**ASSIGNMENT**. Scan the entries line by line and return those with "sources".
#### DATA SUPPLIED
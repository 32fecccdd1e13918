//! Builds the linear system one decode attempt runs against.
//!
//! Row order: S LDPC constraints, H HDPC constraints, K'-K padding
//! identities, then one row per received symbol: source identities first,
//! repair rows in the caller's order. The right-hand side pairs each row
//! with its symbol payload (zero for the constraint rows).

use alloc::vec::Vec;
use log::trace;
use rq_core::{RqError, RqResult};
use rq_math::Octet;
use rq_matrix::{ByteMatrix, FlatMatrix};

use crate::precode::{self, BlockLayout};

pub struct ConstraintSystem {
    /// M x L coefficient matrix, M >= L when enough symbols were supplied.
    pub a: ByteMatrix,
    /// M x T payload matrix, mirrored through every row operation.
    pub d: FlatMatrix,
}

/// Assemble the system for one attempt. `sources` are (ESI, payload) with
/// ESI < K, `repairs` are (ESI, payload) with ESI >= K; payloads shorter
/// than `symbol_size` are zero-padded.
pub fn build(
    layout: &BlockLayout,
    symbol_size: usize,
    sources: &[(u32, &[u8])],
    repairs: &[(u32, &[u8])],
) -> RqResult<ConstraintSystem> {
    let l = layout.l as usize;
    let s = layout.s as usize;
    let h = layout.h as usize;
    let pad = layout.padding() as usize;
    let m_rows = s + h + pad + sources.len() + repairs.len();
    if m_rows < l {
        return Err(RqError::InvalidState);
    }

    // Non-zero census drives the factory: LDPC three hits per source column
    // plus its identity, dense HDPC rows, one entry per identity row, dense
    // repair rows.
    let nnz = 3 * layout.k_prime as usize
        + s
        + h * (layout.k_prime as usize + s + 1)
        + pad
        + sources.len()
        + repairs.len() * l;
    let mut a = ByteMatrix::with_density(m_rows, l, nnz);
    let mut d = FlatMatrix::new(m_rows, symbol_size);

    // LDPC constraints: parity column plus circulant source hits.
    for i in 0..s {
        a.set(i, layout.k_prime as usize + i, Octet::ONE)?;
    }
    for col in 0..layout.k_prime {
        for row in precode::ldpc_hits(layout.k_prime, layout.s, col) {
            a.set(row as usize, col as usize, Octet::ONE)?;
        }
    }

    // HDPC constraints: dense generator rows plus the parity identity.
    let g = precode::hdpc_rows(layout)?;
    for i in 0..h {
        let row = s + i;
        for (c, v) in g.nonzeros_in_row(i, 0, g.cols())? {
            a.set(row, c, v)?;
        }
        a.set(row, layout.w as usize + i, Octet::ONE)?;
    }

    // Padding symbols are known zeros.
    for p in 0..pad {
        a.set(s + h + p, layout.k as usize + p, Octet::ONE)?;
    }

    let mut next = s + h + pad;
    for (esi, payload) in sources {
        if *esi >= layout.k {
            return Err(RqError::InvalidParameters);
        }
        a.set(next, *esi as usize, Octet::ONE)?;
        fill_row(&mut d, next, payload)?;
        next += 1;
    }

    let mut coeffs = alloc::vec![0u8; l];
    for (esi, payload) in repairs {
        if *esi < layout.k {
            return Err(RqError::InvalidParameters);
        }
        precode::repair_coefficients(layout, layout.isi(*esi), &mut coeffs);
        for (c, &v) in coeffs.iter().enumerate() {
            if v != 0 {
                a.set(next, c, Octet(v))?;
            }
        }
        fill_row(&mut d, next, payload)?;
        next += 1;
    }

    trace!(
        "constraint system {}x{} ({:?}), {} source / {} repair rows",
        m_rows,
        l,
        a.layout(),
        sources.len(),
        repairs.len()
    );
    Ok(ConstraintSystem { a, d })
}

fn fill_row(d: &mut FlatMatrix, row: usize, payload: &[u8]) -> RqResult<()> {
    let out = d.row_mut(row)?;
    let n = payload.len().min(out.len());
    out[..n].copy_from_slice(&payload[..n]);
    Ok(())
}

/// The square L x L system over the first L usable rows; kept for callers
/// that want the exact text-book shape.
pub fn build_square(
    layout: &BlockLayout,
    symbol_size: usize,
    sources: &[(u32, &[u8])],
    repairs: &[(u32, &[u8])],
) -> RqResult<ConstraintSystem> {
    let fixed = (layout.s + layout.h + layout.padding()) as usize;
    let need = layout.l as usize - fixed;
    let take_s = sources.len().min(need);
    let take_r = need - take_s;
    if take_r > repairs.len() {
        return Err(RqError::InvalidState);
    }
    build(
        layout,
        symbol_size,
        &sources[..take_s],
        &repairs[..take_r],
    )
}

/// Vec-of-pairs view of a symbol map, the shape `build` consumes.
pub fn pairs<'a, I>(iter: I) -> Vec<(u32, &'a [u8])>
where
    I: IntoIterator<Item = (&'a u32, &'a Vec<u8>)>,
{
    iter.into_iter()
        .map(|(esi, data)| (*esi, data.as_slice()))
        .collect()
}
########
**RESPONSE**.
/// Assemble the system for one attempt. `sources` are (ESI, payload) with
    sources: &[(u32, &[u8])],
    let m_rows = s + h + pad + sources.len() + repairs.len();
        + sources.len()
    for (esi, payload) in sources {
        sources.len(),
    sources: &[(u32, &[u8])],
    let take_s = sources.len().min(need);
        &sources[..take_s],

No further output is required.